Our last day in Puglia, the Framarino crest

After a good nights sleep in our respective chambers, although Tanya, it turns out was a little wary of the guy in the metal suit in the corridor outside her bedroom, we gradually get ready ( our first sleep- in till 7am) and head out for breakfast included in our Palazzo accommodation.

I still can’t believe the little parking spot we have as we head out. It will be an interesting maneuver to get out tomorrow!


A fresh croissant and a nice caffecito at the local cafe to brave the morning wind and we decide to explore further afield to Bari.


This is the grand stairway into our apartment looking at the cathedral. I program the GPS to give us a walking route to the train station as Lorenza mentions parking in Bari is very challenging and recommends the train. For some reason we are taken down a very back and  uninhabited way.


The saving grace is we come across a business dedicated to us, so out comes the selfie stick. When we get to the station a big fence separates us from it with warning signs not to cross the tracks. Tanya is sure this is wrong but the GPS says it is still 10m to go and  we do pop up next to an underground pass to get us to the station. Why it took us the way it did, I am not sure. I get some tickets, get warned by the computer lady in the dispensing machine about pickpockets on the train and off we go to Bari.

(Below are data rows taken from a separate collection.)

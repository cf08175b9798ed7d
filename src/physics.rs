// src/physics.rs
//
// rapier3d world + the two collaborators the vehicle core talks to:
// - RapierGround : GroundQuery over the query pipeline (ground group only)
// - BodyProxy    : RigidBodyIntegrator over a captured body state; requests
//                  are recorded and applied to the real body after the tick

use std::collections::HashMap;

use rapier3d::prelude::*;

use crate::config::ValidatedConfig;
use crate::debug_builders::{push_chassis_debug, push_wheel_debug, DebugOverlay};
use crate::slide_core::types::{
    ForceMode, ForceRequest, GroundHit, GroundQuery, Pt3, RigidBodyIntegrator, Rot, Vec3,
};
use crate::slide_core::{ControlInputs, TickOutcome, VehicleTick};
use crate::vehicle::Vehicle;

pub const GROUP_GROUND: Group = Group::from_bits_truncate(0b0001);
pub const GROUP_CHASSIS: Group = Group::from_bits_truncate(0b0010);

const SAFE_RESET_HEIGHT: f32 = 2.0;
const WORLD_LIMIT: f32 = 1_000.0;

// --------------------------------------------------
// Ground query
// --------------------------------------------------
pub struct RapierGround<'a> {
    pub query: &'a QueryPipeline,
    pub bodies: &'a RigidBodySet,
    pub colliders: &'a ColliderSet,
    pub filter: QueryFilter<'a>,
}

impl<'a> RapierGround<'a> {
    /// Drivable-surface query that ignores the probing vehicle itself.
    pub fn for_vehicle(
        query: &'a QueryPipeline,
        bodies: &'a RigidBodySet,
        colliders: &'a ColliderSet,
        vehicle: RigidBodyHandle,
    ) -> Self {
        let filter = QueryFilter::default()
            .exclude_rigid_body(vehicle)
            .groups(InteractionGroups::new(GROUP_CHASSIS, GROUP_GROUND));

        Self { query, bodies, colliders, filter }
    }
}

impl GroundQuery for RapierGround<'_> {
    fn cast_ray(&self, origin: Pt3, direction: Vec3, max_distance: f32) -> Option<GroundHit> {
        let ray = Ray::new(origin, direction);
        let (_collider, hit) = self.query.cast_ray_and_get_normal(
            self.bodies,
            self.colliders,
            &ray,
            max_distance,
            true,
            self.filter,
        )?;

        Some(GroundHit {
            distance: hit.time_of_impact,
            point: ray.point_at(hit.time_of_impact),
            normal: hit.normal,
        })
    }
}

// --------------------------------------------------
// Integrator proxy
// --------------------------------------------------
#[derive(Debug, Clone)]
pub struct BodyProxy {
    position: Pt3,
    rotation: Rot,
    linvel: Vec3,
    angvel: Vec3,
    world_com: Pt3,

    forces: Vec<ForceRequest>,
    velocity: Option<Vec3>,
    linear_drag: Option<f32>,
}

impl BodyProxy {
    pub fn capture(body: &RigidBody) -> Self {
        Self {
            position: Point::from(*body.translation()),
            rotation: *body.rotation(),
            linvel: *body.linvel(),
            angvel: *body.angvel(),
            world_com: *body.center_of_mass(),
            forces: Vec::new(),
            velocity: None,
            linear_drag: None,
        }
    }

    /// Replace last tick's user forces with this tick's requests.
    pub fn apply_to(self, body: &mut RigidBody, dt: Real) {
        body.reset_forces(true);
        body.reset_torques(true);

        if let Some(drag) = self.linear_drag {
            body.set_linear_damping(drag);
        }

        if let Some(v) = self.velocity {
            body.set_linvel(v, true);
        }

        let mass = body.mass();
        for req in self.forces {
            match req {
                ForceRequest::AtPoint { force, point, mode } => {
                    let force = match mode {
                        ForceMode::Force => force,
                        ForceMode::Acceleration => force * mass,
                    };
                    body.add_force_at_point(force, point, true);
                }
                ForceRequest::RelativeTorque { torque, mode } => {
                    let world = self.rotation * torque;
                    match mode {
                        ForceMode::Force => body.add_torque(world, true),
                        ForceMode::Acceleration => {
                            // angular acceleration, inertia-independent
                            let w = *body.angvel() + world * dt;
                            body.set_angvel(w, true);
                        }
                    }
                }
            }
        }
    }
}

impl RigidBodyIntegrator for BodyProxy {
    fn world_velocity(&self) -> Vec3 {
        self.velocity.unwrap_or(self.linvel)
    }

    fn orientation(&self) -> Rot {
        self.rotation
    }

    fn position(&self) -> Pt3 {
        self.position
    }

    fn point_velocity(&self, point: Pt3) -> Vec3 {
        // v(p) = v_com + ω × (p - com)
        self.linvel + self.angvel.cross(&(point - self.world_com))
    }

    fn apply_force_at_point(&mut self, force: Vec3, point: Pt3, mode: ForceMode) {
        self.forces.push(ForceRequest::AtPoint { force, point, mode });
    }

    fn apply_relative_torque(&mut self, torque: Vec3, mode: ForceMode) {
        self.forces.push(ForceRequest::RelativeTorque { torque, mode });
    }

    fn set_velocity(&mut self, velocity: Vec3) {
        self.velocity = Some(velocity);
    }

    fn set_linear_drag(&mut self, drag: f32) {
        self.linear_drag = Some(drag);
    }
}

// --------------------------------------------------
// World
// --------------------------------------------------
pub struct PhysicsWorld {
    pub gravity: Vector<Real>, // gravity vector
    pub pipeline: PhysicsPipeline, // physics pipeline
    pub island_manager: IslandManager, // manages islands of bodies
    pub broad_phase: DefaultBroadPhase, // broad-phase collision detection
    pub narrow_phase: NarrowPhase, // collision detection
    pub bodies: RigidBodySet, // for rigid bodies
    pub colliders: ColliderSet, // for collision shapes
    pub joints: ImpulseJointSet, // for constraints
    pub multibody_joints: MultibodyJointSet,// for articulated bodies
    pub ccd: CCDSolver, // continuous collision detection
    pub query_pipeline: QueryPipeline, // for raycasting
    pub vehicles: HashMap<String, Vehicle>, // playerId → vehicle
    pub vehicle_config: ValidatedConfig, // tuning shared by every spawned vehicle
    pub debug_overlay: DebugOverlay, // for debug visualization
}

impl PhysicsWorld {
    pub fn new(vehicle_config: ValidatedConfig) -> Self {
        let gravity = vector![0.0, -9.81, 0.0];

        let mut bodies = RigidBodySet::new();
        let mut colliders = ColliderSet::new();

        // Big static ground slab, top surface at y = 0.
        let ground_rb = RigidBodyBuilder::fixed()
            .translation(vector![0.0, -1.0, 0.0])
            .build();

        let ground_handle = bodies.insert(ground_rb);

        let ground_collider = ColliderBuilder::cuboid(500.0, 1.0, 500.0)
            .collision_groups(InteractionGroups::new(GROUP_GROUND, GROUP_CHASSIS))
            .friction(1.2)
            .restitution(0.0)
            .build();

        colliders.insert_with_parent(ground_collider, ground_handle, &mut bodies);

        println!(
            "🌎 Ground inserted. Bodies = {}, Colliders = {}",
            bodies.len(),
            colliders.len()
        );

        Self {
            gravity,
            pipeline: PhysicsPipeline::new(),
            island_manager: IslandManager::new(),
            broad_phase: DefaultBroadPhase::new(),
            narrow_phase: NarrowPhase::new(),
            bodies,
            colliders,
            joints: ImpulseJointSet::new(),
            multibody_joints: MultibodyJointSet::new(),
            ccd: CCDSolver::new(),
            query_pipeline: QueryPipeline::new(),
            vehicles: HashMap::new(),
            vehicle_config,
            debug_overlay: DebugOverlay::default(),
        }
    }

    /// Spawn a chassis body for this player:
    /// - dynamic body, cuboid collider in the chassis group
    /// - frictionless chassis; all grip comes from the drive model
    pub fn spawn_vehicle(&mut self, id: String, position: [f32; 3]) -> RigidBodyHandle {
        let cfg = self.vehicle_config.clone();
        let sim = VehicleTick::new(cfg.clone());

        let [hx, hy, hz] = cfg.chassis_half_extents;
        let volume = 8.0 * hx * hy * hz;
        let density = cfg.mass / volume; // ρ = m / V

        let rb = RigidBodyBuilder::dynamic()
            .translation(vector![position[0], position[1], position[2]])
            .linear_damping(sim.initial_linear_drag())
            .angular_damping(cfg.angular_drag)
            .ccd_enabled(true)
            .build();

        let collider = ColliderBuilder::cuboid(hx, hy, hz)
            .collision_groups(InteractionGroups::new(GROUP_CHASSIS, GROUP_GROUND))
            .active_events(ActiveEvents::empty())
            .density(density)
            .friction(0.0)
            .restitution(0.0)
            .build();

        let handle = self.bodies.insert(rb);
        self.colliders.insert_with_parent(collider, handle, &mut self.bodies);

        println!("🚗 Spawned vehicle for player {} at {:?} (body = {:?})", id, position, handle);

        self.vehicles.insert(id.clone(), Vehicle::new(id, handle, sim));
        handle
    }

    pub fn despawn_vehicle(&mut self, id: &str) {
        let Some(vehicle) = self.vehicles.remove(id) else { return };

        self.bodies.remove(
            vehicle.body,
            &mut self.island_manager,
            &mut self.colliders,
            &mut self.joints,
            &mut self.multibody_joints,
            true,
        );

        println!("🧹 Removed vehicle for player {}", id);
    }

    /// Latch the newest input for a player's vehicle.
    pub fn set_controls(&mut self, id: &str, controls: ControlInputs) {
        if let Some(v) = self.vehicles.get_mut(id) {
            v.controls = controls;
        }
    }

    /// Run every vehicle's fixed step, then integrate.
    fn step_vehicles(&mut self, dt: Real) {
        self.query_pipeline.update(&self.colliders);

        for vehicle in self.vehicles.values_mut() {
            let Some(body_ro) = self.bodies.get(vehicle.body) else { continue };
            let mut proxy = BodyProxy::capture(body_ro);

            let outcome = {
                let ground = RapierGround::for_vehicle(
                    &self.query_pipeline,
                    &self.bodies,
                    &self.colliders,
                    vehicle.body,
                );
                vehicle.sim.step(dt, vehicle.controls, &ground, &mut proxy)
            };

            if let TickOutcome::Skipped { reason } = outcome {
                if vehicle.last_skip != Some(reason) {
                    eprintln!("⚠️ Vehicle {} skipped tick: {:?}", vehicle.id, reason);
                }
                vehicle.last_skip = Some(reason);
            } else {
                vehicle.last_skip = None;
            }

            if let Some(body) = self.bodies.get_mut(vehicle.body) {
                proxy.apply_to(body, dt);

                push_chassis_debug(&mut self.debug_overlay, &vehicle.id, body.position(), vehicle.sim.config().chassis_half_extents);
            }

            let probe = vehicle.sim.config().probe_length();
            let wheels = vehicle.sim.config().wheels();
            for (spec, contact) in wheels.iter().zip(vehicle.sim.contacts()) {
                push_wheel_debug(&mut self.debug_overlay, &vehicle.id, &spec.id, contact, probe);
            }
        }
    }

    pub fn step(&mut self, dt: Real) {
        self.debug_overlay.clear();

        // 1) Vehicle core: suspension, drive, energy → force requests
        self.step_vehicles(dt);

        // 2) Integrate
        self.pipeline.step(
            &self.gravity,
            &IntegrationParameters {
                dt,
                ..IntegrationParameters::default()
            },
            &mut self.island_manager,
            &mut self.broad_phase,
            &mut self.narrow_phase,
            &mut self.bodies,
            &mut self.colliders,
            &mut self.joints,
            &mut self.multibody_joints,
            &mut self.ccd,
            Some(&mut self.query_pipeline),
            &(),
            &(),
        );

        // 3) Safety: prevent bodies from exploding to insane coordinates
        for (_, body) in self.bodies.iter_mut() {
            if !body.is_dynamic() {
                continue;
            }

            let pos = *body.translation();
            let bad = !pos.iter().all(|c| c.is_finite()) || pos.iter().any(|c| c.abs() > WORLD_LIMIT);

            if bad {
                let safe = vector![0.0, SAFE_RESET_HEIGHT, 0.0];
                body.set_translation(safe, true);
                body.set_rotation(Rotation::identity(), true);
                body.set_linvel(vector![0.0, 0.0, 0.0], true);
                body.set_angvel(vector![0.0, 0.0, 0.0], true);

                println!("⚠️ Reset exploding body back to {:?}", safe);
            }
        }
    }
}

This is our first experience of a regionale train, based on what we have been told (thanks Erica) , these are notoriously late and unpredictable. As we wait for it to arrive we see, hear and feel  why they don’t recommend crossing the tracks as a Frecchiarossa train flys by at 300km /hour. Our train is on time, it’s only 20min down the road to Bari. Our experience on the return train will be a little different, so I guess we got too smug Erica.

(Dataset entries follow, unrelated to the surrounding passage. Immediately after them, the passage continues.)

use serde::Serialize;
use std::collections::HashMap;
use tokio::sync::mpsc::UnboundedSender;

use crate::debug_builders::DebugOverlay;
use crate::physics::PhysicsWorld;
use crate::slide_core::{ControlInputs, VehicleSnapshot};

#[derive(Serialize)]
pub struct VehicleView {
    pub id: String,
    pub position: [f32; 3],
    pub rotation: [f32; 4], // quaternion (x, y, z, w)
    pub velocity: [f32; 3],
    pub sim: VehicleSnapshot,
}

#[derive(Serialize)]
pub struct Snapshot<'a> {
    #[serde(rename = "type")]
    pub kind: &'static str,
    pub tick: u64,
    pub vehicles: Vec<VehicleView>,
    pub debug: &'a DebugOverlay,
}

pub struct SharedGameState {
    pub tick: u64,
    pub clients: HashMap<String, UnboundedSender<String>>,
    pub inputs: HashMap<String, ControlInputs>,
}

impl Default for SharedGameState {
    fn default() -> Self {
        Self::new()
    }
}

impl SharedGameState {
    pub fn new() -> Self {
        Self {
            tick: 0,
            clients: HashMap::new(),
            inputs: HashMap::new(),
        }
    }

    pub fn register_client(&mut self, player_id: &str, tx: UnboundedSender<String>) {
        self.clients.insert(player_id.to_string(), tx);
        self.inputs.insert(player_id.to_string(), ControlInputs::default());
    }

    pub fn remove_client(&mut self, player_id: &str) {
        self.clients.remove(player_id);
        self.inputs.remove(player_id);
    }

    /// Latest input wins; the tick loop reads it once per step.
    pub fn update_input(&mut self, player_id: &str, controls: ControlInputs) {
        if let Some(slot) = self.inputs.get_mut(player_id) {
            *slot = controls;
        }
    }

    pub fn build_snapshot<'a>(&self, physics: &'a PhysicsWorld) -> Snapshot<'a> {
        let mut vehicles = Vec::with_capacity(physics.vehicles.len());

        for vehicle in physics.vehicles.values() {
            let Some(body) = physics.bodies.get(vehicle.body) else { continue };
            let t = body.translation();
            let q = body.rotation();
            let v = body.linvel();

            vehicles.push(VehicleView {
                id: vehicle.id.clone(),
                position: [t.x, t.y, t.z],
                rotation: [q.i, q.j, q.k, q.w],
                velocity: [v.x, v.y, v.z],
                sim: vehicle.sim.snapshot(),
            });
        }

        Snapshot {
            kind: "snapshot",
            tick: self.tick,
            vehicles,
            debug: &physics.debug_overlay,
        }
    }

    /// Build and send a snapshot of every vehicle to all clients.
    pub fn broadcast_snapshot(&self, physics: &PhysicsWorld) {
        if self.clients.is_empty() {
            return;
        }

        let json = match serde_json::to_string(&self.build_snapshot(physics)) {
            Ok(json) => json,
            Err(e) => {
                eprintln!("❌ Snapshot serialization failed: {}", e);
                return;
            }
        };

        for tx in self.clients.values() {
            let _ = tx.send(json.clone());
        }
    }
}
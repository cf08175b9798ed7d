pub mod config;
pub mod debug_builders;
pub mod error;
pub mod net;
pub mod physics;
pub mod slide_core;
pub mod spawn;
pub mod state;
pub mod vehicle;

Bari proves to be a big, sophisticated and clean city, obviously doing very well economically. There are grand offices for the Bank de Napoli and a number of beautiful Theaters.


Entrance to the mall by the sea is being converted into a light creation which we have seen a little in Matera and Giovinazzo, it makes a place look whimsical and fairy like.


We explore the Centro Istorico ( Historical Centre) and find some cute little shops tucked in the alleys.


A nice little deli catches our eye, but we are also singled out by a Senegalese man wanting me to buy some of his hand drawn books that he claims he has made. I do not want the book but clearly this is a tourist ploy to distract, he appeared from nowhere and when I turn to Tanya to give me 2 E as I do not want to be reaching into my pocket for a wallet, she steps in takes me by the hand and firmly tells the man no! He vanishes just as quickly as he appeared, we check all our pockets and all is good.


By now it is mid afternoon and breakfast is long gone. We would like to find a seafood place in the seaside port. A panini will not do today.

We do find a nice restaurant, it looks busy and we realize a large group of teenagers is also seated waiting to be served, what tips the balance on not staying is the table next to us lighting a cigar, I don’t think so. We exit to the main square and find a funky seafood place, both of us attracted to the pacheri with monkfish and red prawns. The sauce is so light , really a simple tomato base but it  is really delicious.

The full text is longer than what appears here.